■ **YOUR INSTRUCTIONS**:
From the entries below, output the line with "filename crates/photolum-cli/src/logging.rs" and each following line up to and including the line with "Console level for", exactly as written.

- Opening Delimiter -

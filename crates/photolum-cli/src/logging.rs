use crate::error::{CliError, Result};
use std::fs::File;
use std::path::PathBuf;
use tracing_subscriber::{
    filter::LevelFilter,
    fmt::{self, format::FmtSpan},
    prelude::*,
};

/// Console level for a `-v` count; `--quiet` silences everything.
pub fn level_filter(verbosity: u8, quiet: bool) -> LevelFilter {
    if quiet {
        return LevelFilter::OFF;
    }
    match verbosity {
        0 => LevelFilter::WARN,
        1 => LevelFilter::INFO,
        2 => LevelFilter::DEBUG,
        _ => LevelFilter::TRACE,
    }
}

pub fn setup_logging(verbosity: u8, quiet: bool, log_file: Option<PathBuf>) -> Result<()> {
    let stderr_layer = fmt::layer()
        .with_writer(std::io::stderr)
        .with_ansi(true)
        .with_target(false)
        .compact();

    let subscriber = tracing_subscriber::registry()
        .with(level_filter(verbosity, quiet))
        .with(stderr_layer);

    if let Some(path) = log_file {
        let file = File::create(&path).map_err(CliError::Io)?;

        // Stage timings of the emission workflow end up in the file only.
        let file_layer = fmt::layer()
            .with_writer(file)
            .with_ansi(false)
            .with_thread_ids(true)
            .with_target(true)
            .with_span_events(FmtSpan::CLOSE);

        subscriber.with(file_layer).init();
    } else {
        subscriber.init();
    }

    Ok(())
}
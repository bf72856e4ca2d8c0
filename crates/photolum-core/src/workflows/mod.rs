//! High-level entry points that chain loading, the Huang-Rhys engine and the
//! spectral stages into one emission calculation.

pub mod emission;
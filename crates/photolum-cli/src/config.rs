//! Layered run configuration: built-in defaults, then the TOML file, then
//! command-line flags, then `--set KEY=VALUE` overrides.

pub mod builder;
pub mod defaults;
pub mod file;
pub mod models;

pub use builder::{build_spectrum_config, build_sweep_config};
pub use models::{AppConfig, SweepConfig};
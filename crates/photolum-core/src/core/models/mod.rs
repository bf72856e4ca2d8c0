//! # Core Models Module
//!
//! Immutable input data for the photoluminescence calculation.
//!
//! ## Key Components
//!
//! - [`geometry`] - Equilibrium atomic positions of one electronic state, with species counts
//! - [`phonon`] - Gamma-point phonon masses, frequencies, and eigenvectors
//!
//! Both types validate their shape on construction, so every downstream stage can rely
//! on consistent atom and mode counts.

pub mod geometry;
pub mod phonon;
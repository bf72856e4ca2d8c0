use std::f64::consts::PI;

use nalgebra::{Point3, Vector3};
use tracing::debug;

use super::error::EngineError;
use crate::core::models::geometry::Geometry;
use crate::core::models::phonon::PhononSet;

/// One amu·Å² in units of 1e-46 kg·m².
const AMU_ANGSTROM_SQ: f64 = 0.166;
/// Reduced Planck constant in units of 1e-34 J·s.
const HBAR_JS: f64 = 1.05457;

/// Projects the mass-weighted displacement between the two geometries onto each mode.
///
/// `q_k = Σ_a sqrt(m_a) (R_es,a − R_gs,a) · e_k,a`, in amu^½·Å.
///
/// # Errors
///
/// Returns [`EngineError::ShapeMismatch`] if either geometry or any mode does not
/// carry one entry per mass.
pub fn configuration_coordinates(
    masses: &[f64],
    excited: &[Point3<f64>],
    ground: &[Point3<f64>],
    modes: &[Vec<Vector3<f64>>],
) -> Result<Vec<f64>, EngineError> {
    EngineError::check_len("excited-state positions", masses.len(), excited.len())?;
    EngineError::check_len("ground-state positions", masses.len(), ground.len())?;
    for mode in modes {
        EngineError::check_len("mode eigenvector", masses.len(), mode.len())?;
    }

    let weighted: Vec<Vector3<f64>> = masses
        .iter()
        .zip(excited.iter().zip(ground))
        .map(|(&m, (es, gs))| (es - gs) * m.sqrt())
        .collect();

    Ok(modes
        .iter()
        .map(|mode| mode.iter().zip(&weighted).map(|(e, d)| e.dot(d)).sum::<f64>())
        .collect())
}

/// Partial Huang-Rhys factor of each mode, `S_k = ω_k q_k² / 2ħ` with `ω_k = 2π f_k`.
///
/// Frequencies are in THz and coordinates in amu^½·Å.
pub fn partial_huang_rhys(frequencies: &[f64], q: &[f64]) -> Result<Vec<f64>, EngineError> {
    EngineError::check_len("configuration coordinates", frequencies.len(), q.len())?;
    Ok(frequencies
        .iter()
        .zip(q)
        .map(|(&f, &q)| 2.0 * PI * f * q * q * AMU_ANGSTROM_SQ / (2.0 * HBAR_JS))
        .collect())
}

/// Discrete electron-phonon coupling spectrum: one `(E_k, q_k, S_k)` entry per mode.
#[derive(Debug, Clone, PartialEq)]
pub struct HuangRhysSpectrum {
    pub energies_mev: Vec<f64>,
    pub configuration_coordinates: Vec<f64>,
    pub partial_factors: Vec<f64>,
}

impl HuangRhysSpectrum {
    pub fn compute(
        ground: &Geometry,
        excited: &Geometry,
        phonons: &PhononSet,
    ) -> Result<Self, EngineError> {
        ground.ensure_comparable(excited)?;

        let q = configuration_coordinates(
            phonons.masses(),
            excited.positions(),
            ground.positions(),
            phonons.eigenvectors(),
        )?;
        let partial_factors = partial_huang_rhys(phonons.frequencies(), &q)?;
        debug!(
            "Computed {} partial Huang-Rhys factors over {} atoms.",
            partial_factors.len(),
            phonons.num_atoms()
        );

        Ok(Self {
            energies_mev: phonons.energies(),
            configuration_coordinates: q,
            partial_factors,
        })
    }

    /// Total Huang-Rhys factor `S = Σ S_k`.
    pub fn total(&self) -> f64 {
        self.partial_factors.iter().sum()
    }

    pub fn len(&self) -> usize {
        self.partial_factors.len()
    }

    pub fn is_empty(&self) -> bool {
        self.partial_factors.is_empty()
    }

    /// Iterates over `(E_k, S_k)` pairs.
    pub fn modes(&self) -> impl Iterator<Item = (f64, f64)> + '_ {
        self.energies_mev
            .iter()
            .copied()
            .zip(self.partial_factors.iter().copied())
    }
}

- Closing Delimiter -
- Opening Delimiter -

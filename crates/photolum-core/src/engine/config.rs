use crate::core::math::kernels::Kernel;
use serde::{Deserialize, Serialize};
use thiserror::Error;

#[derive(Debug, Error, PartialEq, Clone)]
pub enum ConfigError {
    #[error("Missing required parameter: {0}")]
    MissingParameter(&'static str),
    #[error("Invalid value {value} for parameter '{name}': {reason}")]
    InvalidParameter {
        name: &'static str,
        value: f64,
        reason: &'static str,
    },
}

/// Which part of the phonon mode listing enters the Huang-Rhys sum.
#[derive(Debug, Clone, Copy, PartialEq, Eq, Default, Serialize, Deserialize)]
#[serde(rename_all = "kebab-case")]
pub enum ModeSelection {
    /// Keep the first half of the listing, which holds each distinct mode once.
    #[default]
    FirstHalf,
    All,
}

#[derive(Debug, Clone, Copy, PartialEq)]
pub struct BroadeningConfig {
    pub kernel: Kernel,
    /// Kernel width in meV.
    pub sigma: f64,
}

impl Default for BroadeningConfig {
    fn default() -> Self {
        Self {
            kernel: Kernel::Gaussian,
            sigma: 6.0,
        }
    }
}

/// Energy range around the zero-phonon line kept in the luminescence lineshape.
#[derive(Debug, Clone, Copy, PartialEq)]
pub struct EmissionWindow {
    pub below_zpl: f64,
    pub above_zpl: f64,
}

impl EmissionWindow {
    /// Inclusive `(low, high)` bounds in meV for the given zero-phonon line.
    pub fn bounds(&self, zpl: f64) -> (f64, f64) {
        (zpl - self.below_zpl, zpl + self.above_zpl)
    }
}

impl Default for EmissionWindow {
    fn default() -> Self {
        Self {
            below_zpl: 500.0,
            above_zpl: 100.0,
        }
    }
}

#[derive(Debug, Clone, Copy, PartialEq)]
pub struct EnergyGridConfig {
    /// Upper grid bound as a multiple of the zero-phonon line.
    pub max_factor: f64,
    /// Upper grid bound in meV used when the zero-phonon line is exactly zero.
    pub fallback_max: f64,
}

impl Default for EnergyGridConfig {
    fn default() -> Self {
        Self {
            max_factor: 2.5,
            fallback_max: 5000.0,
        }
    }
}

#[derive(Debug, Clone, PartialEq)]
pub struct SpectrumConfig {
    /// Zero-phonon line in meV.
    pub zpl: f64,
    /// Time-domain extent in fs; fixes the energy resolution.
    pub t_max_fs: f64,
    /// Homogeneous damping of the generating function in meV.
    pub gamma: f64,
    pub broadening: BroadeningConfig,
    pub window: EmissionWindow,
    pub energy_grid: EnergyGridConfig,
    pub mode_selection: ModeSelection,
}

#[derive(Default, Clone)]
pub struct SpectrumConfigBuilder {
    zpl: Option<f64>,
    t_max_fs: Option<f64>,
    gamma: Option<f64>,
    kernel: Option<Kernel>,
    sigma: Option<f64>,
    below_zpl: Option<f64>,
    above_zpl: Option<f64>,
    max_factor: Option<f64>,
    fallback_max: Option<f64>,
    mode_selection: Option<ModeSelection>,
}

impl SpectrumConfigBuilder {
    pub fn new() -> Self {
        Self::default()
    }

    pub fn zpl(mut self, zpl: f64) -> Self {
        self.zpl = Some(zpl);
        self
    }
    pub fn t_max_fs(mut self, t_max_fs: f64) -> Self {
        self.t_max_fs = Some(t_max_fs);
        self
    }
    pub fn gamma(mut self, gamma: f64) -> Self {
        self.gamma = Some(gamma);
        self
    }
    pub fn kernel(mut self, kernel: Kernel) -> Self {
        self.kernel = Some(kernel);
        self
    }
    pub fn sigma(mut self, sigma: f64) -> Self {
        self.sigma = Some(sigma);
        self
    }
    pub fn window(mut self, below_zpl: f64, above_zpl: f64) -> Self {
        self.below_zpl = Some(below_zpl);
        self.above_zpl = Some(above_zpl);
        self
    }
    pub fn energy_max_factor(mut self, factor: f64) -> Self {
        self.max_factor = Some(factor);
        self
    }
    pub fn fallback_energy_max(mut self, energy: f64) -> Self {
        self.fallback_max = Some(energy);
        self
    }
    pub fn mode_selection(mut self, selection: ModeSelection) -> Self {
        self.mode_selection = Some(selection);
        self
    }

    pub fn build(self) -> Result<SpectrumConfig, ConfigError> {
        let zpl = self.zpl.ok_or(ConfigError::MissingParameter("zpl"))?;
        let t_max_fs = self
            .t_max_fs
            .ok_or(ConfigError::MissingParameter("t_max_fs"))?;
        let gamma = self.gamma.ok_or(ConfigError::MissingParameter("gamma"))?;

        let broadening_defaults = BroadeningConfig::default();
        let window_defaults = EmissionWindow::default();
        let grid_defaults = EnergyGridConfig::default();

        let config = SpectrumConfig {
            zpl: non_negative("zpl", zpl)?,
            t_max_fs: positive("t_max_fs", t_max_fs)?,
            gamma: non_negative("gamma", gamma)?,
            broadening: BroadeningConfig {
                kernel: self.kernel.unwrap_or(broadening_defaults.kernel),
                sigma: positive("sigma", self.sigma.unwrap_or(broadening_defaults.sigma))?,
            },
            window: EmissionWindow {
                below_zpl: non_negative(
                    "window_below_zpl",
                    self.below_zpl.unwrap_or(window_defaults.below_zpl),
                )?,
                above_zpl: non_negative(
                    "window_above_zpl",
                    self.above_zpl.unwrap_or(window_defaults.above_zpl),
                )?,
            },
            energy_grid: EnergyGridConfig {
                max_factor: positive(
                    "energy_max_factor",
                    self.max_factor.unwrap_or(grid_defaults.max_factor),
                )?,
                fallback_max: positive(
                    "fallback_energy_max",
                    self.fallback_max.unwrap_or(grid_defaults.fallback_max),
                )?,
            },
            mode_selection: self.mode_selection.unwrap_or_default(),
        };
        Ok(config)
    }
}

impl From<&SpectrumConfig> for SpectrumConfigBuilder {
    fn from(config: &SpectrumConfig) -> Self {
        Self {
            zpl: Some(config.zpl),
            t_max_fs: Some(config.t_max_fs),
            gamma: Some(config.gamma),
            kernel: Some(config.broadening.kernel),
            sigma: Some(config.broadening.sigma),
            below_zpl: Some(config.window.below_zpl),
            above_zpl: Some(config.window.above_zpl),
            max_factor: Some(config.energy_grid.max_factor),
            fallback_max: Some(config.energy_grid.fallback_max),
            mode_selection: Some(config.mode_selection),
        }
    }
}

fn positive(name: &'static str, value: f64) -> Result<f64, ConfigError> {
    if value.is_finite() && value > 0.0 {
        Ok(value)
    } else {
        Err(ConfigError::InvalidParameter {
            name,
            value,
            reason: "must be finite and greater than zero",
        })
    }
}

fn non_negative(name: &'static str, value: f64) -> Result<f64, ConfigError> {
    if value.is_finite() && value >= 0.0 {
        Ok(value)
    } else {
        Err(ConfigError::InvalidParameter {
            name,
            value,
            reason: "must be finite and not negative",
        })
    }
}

- Closing Delimiter -

■ **COMPLETED TASK**:
filename crates/photolum-cli/src/logging.rs
use crate::error::{CliError, Result};
use std::fs::File;
use std::path::PathBuf;
use tracing_subscriber::{
    filter::LevelFilter,
    fmt::{self, format::FmtSpan},
    prelude::*,
};

/// Console level for a `-v` count; `--quiet` silences everything.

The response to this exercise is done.